## [TASK INPUT]

• • • •

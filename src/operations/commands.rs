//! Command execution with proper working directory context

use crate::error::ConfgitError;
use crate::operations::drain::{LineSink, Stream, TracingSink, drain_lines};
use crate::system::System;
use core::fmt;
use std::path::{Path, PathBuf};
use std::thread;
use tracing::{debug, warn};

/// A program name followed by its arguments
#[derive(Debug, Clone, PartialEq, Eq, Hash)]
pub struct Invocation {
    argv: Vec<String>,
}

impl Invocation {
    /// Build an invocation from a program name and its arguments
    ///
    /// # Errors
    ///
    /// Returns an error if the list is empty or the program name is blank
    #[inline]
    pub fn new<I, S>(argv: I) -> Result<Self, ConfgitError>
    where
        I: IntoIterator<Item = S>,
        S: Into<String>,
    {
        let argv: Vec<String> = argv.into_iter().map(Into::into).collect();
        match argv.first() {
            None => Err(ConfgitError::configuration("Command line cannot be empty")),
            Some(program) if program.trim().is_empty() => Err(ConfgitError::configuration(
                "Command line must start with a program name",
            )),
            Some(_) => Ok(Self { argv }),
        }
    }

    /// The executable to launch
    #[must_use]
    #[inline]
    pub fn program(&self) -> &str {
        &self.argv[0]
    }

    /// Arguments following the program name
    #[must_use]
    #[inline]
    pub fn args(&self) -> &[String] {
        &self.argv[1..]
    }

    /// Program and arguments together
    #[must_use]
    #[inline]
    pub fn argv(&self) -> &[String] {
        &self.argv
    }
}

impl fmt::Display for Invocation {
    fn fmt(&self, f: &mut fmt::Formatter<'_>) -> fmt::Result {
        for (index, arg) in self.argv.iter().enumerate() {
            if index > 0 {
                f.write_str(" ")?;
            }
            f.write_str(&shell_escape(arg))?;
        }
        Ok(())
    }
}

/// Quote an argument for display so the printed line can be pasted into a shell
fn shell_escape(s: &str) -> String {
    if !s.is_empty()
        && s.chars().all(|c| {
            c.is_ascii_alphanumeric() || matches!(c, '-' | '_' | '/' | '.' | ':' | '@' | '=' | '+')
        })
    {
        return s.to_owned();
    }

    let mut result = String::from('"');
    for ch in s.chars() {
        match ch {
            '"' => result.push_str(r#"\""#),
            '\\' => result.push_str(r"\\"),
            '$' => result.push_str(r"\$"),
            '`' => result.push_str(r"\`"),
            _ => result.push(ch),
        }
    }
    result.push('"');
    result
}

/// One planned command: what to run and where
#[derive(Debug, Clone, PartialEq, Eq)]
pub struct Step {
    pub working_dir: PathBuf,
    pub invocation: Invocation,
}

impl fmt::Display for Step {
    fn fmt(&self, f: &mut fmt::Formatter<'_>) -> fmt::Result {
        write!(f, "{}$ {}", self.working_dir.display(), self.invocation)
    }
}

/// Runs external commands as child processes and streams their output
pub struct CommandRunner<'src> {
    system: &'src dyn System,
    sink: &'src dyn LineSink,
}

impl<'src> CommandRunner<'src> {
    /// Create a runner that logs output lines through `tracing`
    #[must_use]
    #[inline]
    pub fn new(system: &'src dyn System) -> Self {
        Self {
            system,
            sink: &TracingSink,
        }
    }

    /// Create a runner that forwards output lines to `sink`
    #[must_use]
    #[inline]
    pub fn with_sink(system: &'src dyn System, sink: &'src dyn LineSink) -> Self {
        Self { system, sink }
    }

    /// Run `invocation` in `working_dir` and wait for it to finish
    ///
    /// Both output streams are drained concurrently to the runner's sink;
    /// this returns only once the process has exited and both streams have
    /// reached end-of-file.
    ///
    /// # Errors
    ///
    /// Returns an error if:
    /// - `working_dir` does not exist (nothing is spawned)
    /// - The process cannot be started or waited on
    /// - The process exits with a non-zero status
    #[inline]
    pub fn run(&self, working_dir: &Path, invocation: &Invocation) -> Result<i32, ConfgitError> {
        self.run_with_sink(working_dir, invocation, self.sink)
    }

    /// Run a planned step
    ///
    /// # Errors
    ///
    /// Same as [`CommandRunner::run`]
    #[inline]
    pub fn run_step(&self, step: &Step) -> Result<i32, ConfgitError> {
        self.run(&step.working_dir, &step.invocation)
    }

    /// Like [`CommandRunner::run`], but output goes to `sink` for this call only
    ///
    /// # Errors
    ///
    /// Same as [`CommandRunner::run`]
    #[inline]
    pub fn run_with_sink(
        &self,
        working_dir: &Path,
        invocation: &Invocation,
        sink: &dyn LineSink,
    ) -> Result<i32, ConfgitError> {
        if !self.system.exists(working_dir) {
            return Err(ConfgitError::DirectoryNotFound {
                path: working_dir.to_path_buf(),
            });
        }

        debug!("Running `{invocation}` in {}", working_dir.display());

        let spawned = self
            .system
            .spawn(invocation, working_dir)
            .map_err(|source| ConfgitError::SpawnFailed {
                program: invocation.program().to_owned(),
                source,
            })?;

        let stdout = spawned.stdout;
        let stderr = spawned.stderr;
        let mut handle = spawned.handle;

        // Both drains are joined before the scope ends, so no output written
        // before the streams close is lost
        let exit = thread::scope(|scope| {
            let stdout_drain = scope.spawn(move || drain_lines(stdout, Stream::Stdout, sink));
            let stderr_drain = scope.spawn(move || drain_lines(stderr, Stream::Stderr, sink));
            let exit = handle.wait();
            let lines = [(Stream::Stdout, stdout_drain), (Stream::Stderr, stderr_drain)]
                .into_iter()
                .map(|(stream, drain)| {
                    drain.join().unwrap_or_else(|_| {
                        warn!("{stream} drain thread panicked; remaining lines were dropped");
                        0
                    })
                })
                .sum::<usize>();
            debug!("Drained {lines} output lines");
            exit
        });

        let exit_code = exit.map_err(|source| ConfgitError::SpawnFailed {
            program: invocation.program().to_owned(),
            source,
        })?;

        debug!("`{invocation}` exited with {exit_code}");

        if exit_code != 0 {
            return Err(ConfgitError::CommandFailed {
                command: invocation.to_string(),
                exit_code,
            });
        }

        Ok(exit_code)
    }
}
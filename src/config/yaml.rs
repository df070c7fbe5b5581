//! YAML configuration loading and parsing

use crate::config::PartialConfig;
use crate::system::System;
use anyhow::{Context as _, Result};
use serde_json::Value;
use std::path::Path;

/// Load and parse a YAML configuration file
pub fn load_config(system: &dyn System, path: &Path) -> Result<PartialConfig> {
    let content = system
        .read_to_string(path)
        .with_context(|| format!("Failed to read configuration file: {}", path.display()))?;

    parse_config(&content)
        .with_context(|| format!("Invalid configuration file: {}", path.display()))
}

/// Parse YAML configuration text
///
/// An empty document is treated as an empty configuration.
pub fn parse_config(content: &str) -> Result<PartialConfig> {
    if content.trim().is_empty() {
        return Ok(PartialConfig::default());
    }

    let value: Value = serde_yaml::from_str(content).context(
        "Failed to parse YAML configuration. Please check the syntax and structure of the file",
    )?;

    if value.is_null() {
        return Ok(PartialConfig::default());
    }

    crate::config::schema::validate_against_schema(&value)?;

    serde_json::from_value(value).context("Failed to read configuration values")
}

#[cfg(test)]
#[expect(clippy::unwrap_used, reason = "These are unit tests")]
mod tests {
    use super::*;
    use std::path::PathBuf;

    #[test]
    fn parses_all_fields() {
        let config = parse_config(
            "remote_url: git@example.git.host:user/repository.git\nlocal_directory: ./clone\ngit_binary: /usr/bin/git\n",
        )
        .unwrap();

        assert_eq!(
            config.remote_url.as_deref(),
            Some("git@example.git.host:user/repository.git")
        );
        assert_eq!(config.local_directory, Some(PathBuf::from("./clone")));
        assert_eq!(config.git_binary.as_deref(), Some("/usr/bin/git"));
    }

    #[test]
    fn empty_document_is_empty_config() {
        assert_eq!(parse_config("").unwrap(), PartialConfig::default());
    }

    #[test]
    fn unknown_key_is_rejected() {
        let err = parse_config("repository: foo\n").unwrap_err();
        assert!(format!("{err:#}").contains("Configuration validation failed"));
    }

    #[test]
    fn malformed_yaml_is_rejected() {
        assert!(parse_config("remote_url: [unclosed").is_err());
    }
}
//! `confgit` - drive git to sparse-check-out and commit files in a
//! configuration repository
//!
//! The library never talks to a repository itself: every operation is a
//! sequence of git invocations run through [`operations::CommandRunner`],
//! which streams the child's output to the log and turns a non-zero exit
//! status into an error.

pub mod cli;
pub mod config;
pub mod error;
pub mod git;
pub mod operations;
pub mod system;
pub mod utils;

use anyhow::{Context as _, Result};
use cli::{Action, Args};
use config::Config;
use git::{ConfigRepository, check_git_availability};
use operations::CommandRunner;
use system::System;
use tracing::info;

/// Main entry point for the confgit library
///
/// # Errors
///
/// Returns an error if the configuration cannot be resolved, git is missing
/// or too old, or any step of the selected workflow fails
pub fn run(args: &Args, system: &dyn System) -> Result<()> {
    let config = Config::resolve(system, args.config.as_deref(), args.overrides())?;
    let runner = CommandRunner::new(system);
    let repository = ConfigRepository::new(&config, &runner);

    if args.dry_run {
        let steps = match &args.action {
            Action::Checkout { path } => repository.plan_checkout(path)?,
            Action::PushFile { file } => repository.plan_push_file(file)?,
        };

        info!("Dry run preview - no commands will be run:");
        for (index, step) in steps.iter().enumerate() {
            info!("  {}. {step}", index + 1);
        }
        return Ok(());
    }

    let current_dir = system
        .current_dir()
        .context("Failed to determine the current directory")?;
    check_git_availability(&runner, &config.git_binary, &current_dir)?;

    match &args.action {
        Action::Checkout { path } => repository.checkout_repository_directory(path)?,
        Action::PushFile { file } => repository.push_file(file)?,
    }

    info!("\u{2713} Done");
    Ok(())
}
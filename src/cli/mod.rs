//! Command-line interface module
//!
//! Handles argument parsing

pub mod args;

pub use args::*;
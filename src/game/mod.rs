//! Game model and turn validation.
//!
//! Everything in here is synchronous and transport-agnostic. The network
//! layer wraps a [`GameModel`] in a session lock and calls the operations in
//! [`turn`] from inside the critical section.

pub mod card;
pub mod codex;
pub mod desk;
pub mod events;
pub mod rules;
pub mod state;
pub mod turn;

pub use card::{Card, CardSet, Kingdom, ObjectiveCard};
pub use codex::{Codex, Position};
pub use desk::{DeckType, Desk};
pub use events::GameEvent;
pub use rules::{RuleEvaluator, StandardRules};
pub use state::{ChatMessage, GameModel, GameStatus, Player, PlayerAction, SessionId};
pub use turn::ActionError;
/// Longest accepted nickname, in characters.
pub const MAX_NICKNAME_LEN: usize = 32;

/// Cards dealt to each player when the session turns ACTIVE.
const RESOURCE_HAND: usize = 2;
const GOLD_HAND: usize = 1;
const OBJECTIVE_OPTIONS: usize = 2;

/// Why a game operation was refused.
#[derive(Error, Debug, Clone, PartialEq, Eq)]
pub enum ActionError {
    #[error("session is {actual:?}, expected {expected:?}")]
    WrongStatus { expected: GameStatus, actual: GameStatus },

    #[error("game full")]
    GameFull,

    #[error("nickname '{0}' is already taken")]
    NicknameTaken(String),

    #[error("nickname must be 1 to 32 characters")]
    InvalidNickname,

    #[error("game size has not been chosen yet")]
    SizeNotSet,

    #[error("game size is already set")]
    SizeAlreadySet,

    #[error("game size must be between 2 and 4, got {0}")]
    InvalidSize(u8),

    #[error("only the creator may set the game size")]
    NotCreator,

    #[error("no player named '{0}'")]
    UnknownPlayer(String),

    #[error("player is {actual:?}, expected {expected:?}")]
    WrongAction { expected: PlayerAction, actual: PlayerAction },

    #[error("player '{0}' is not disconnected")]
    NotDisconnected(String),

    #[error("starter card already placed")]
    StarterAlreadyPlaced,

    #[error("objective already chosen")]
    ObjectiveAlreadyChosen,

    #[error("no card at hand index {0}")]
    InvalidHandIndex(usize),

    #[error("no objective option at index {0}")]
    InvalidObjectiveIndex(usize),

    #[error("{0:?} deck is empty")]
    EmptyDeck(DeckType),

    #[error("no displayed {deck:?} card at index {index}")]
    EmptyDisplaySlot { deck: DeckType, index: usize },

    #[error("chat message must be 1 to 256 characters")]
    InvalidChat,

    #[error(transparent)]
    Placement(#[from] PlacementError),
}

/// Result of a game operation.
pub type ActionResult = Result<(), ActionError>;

• • • •

## [TASK OBJECTIVE]
Beginning at the top of the records above, transcribe each line exactly up to and including the line that holds "by its arguments".

## [TASK RESULT]
filename src/operations/commands.rs
//! Command execution with proper working directory context

use crate::error::ConfgitError;
use crate::operations::drain::{LineSink, Stream, TracingSink, drain_lines};
use crate::system::System;
use core::fmt;
use std::path::{Path, PathBuf};
use std::thread;
use tracing::{debug, warn};

/// A program name followed by its arguments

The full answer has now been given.